The differential diagnoses of Adie syndrome include other causes of light–near dissociation, such as Argyll Robertson pupil, which occurs in late-stage syphilis and is associated with miosis.[38] Other etiologies of mydriasis should be excluded, including pharmacologic dilation, which lacks light–near dissociation; oculomotor nerve palsy, which may be accompanied by ophthalmoplegia and ptosis; and optic nerve diseases, which present with a relative afferent pupillary defect and diminished vision.[39]

Systemic autonomic neuropathies, such as Ross and Harlequin syndromes, may also affect the ciliary ganglion and produce a tonic pupil.[40] Ross syndrome is characterized by the triad of tonic pupil, hyporeflexia, and segmental anhidrosis.[41][42] Harlequin syndrome is a rare sympathetic disorder characterized by unilateral decreased or absent flushing and sweating, with exaggerated responses on the contralateral normal side, particularly in the face, neck, arm, and chest, in response to heat, exercise, or emotional stimuli.[43][44] Some patients (13% in a series) also exhibit a tonic pupil, although Horner syndrome is more common and may coexist with a tonic pupil.[45]

A "little old Adie" pupil with miosis should be distinguished from other causes of constricted pupils. Horner syndrome, for example, presents with a miotic pupil, usually accompanied by ptosis and apparent enophthalmos.[46] Miosis may also appear as an early sign of temporal lobe herniation following head injury due to oculomotor nerve irritation (Hutchison stage I), although this finding is typically followed by pupillary dilatation.[47]

Prognosis

Adie syndrome usually follows a nonprogressive course. The condition is not life-threatening and does not cause disability or affect mortality. Loss of DTRs is permanent and may progress gradually. Most patients require only reassurance after the diagnosis is confirmed. Rare associations of an Adie pupil with angle-closure glaucoma have been reported in individuals.[48] Accommodative paresis typically improves spontaneously over time. The pupillary light reaction weakens progressively, accompanied by increasing light–near dissociation. The pupil may gradually decrease in size, resulting in the "little old Adie" pupil.

Complications

Adie syndrome may rarely result in angle-closure glaucoma, leading to episodes of blurred vision and ocular pain.[49] Management involves medical therapy to lower intraocular pressure and laser iridotomy to prevent pupillary block. 

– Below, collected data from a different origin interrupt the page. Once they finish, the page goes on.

//! Callable values: user-defined functions (closures) and native
//! functions.
//!
//! Classes are also callable; they live in [`crate::class`] and the
//! interpreter dispatches over all three in one match.

use std::cell::RefCell;
use std::fmt;
use std::rc::Rc;
use std::time::{SystemTime, SystemTimeError, UNIX_EPOCH};

use log::debug;

use crate::class::LoxInstance;
use crate::environment::Environment;
use crate::interpreter::{Interpreter, Unwind};
use crate::stmt::FunctionDecl;
use crate::value::Value;

/// A host-provided function registered into the global environment
/// before any user source runs.  Adding one never touches the evaluator:
/// it is just another [`Value`] the call machinery dispatches on.
#[derive(Debug)]
pub struct NativeFunction {
    pub name: String,
    pub arity: usize,
    pub func: fn(&[Value]) -> Result<Value, String>,
}

impl NativeFunction {
    /// The one stock native: wall-clock seconds since the Unix epoch.
    pub fn clock() -> Self {
        NativeFunction {
            name: "clock".to_string(),
            arity: 0,
            func: |_args: &[Value]| {
                let timestamp: f64 = SystemTime::now()
                    .duration_since(UNIX_EPOCH)
                    .map_err(|e: SystemTimeError| format!("Clock error: {}", e))?
                    .as_secs_f64();

                Ok(Value::Number(timestamp))
            },
        }
    }
}

/// A user-defined function value: the declaration it was built from plus
/// the environment active at its definition site.
///
/// The captured environment — not the caller's — becomes the parent of
/// each call's frame, which is exactly what makes closures work.
#[derive(Clone)]
pub struct LoxFunction {
    declaration: Rc<FunctionDecl>,
    closure: Rc<RefCell<Environment>>,
    is_initializer: bool,
}

impl LoxFunction {
    pub fn new(
        declaration: Rc<FunctionDecl>,
        closure: Rc<RefCell<Environment>>,
        is_initializer: bool,
    ) -> Self {
        LoxFunction {
            declaration,
            closure,
            is_initializer,
        }
    }

    pub fn name(&self) -> &str {
        &self.declaration.name.lexeme
    }

    pub fn arity(&self) -> usize {
        self.declaration.params.len()
    }

    /// Produce the bound form of a method: same declaration, but closing
    /// over a fresh one-entry environment where `this` is the receiver.
    /// Binding happens lazily, when the method is fetched off an
    /// instance.
    pub fn bind(&self, instance: Rc<RefCell<LoxInstance>>) -> LoxFunction {
        let mut env = Environment::with_enclosing(Rc::clone(&self.closure));
        env.define("this", Value::Instance(instance));

        LoxFunction {
            declaration: Rc::clone(&self.declaration),
            closure: Rc::new(RefCell::new(env)),
            is_initializer: self.is_initializer,
        }
    }

    /// Invoke: fresh frame under the captured closure, parameters bound
    /// to arguments, body executed as a block.  Falling off the end
    /// yields `nil`; a `Return` unwind yields its value — except in an
    /// initializer, which always yields the bound instance.
    pub fn call(
        &self,
        interpreter: &mut Interpreter,
        arguments: Vec<Value>,
    ) -> Result<Value, Unwind> {
        debug!(
            "calling <fn {}> with {} argument(s)",
            self.name(),
            arguments.len()
        );

        let mut env = Environment::with_enclosing(Rc::clone(&self.closure));

        for (param, argument) in self.declaration.params.iter().zip(arguments) {
            env.define(&param.lexeme, argument);
        }

        let result = interpreter.execute_block(&self.declaration.body, Rc::new(RefCell::new(env)));

        match result {
            Ok(()) => {
                if self.is_initializer {
                    Ok(self.bound_this())
                } else {
                    Ok(Value::Nil)
                }
            }

            Err(Unwind::Return(value)) => {
                if self.is_initializer {
                    // A bare `return;` inside `init` is legal but the
                    // instance still wins.
                    Ok(self.bound_this())
                } else {
                    Ok(value)
                }
            }

            Err(err) => Err(err),
        }
    }

    /// An initializer's closure is always a bind frame, so `this` lives
    /// at distance zero.
    fn bound_this(&self) -> Value {
        Environment::get_at(&self.closure, 0, "this")
    }
}

impl fmt::Debug for LoxFunction {
    // Shallow on purpose: the closure chain can reach back to a frame
    // that holds this very function.
    fn fmt(&self, f: &mut fmt::Formatter<'_>) -> fmt::Result {
        f.debug_struct("LoxFunction")
            .field("name", &self.declaration.name.lexeme)
            .field("arity", &self.arity())
            .field("is_initializer", &self.is_initializer)
            .finish()
    }
}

Adie syndrome has also been reported to cause amblyopia in children, resulting from the conversion of latent hypermetropia to manifest hypermetropia secondary to accommodative paresis.[50] Correction of the refractive error, combined with occlusion therapy, has been shown to be effective in managing this complication.

Deterrence and Patient Education

Patients should be reassured regarding the typically benign nature of Adie syndrome. Individuals at risk for angle-closure glaucoma should be informed of its potential development and educated about associated symptoms and precipitating factors. Parents of children with Adie syndrome should be counseled on the importance of ongoing follow-up to monitor for refractive errors and anisometropia, which can lead to amblyopia if not appropriately managed.

Enhancing Healthcare Team Outcomes

Care coordination by an interprofessional healthcare team, including neurologists and ophthalmologists, facilitates earlier detection and optimizes patient care. Early involvement of infectious disease and rheumatology specialists in patients presenting with tonic pupils can reduce time to diagnosis and help exclude alternative causes. In cases with cardiovascular involvement, select patients may necessitate consultation with a cardiology team. Pediatric care is particularly important for preventing or managing amblyopia. Most evidence guiding the management of Adie syndrome is derived from case series and expert opinion.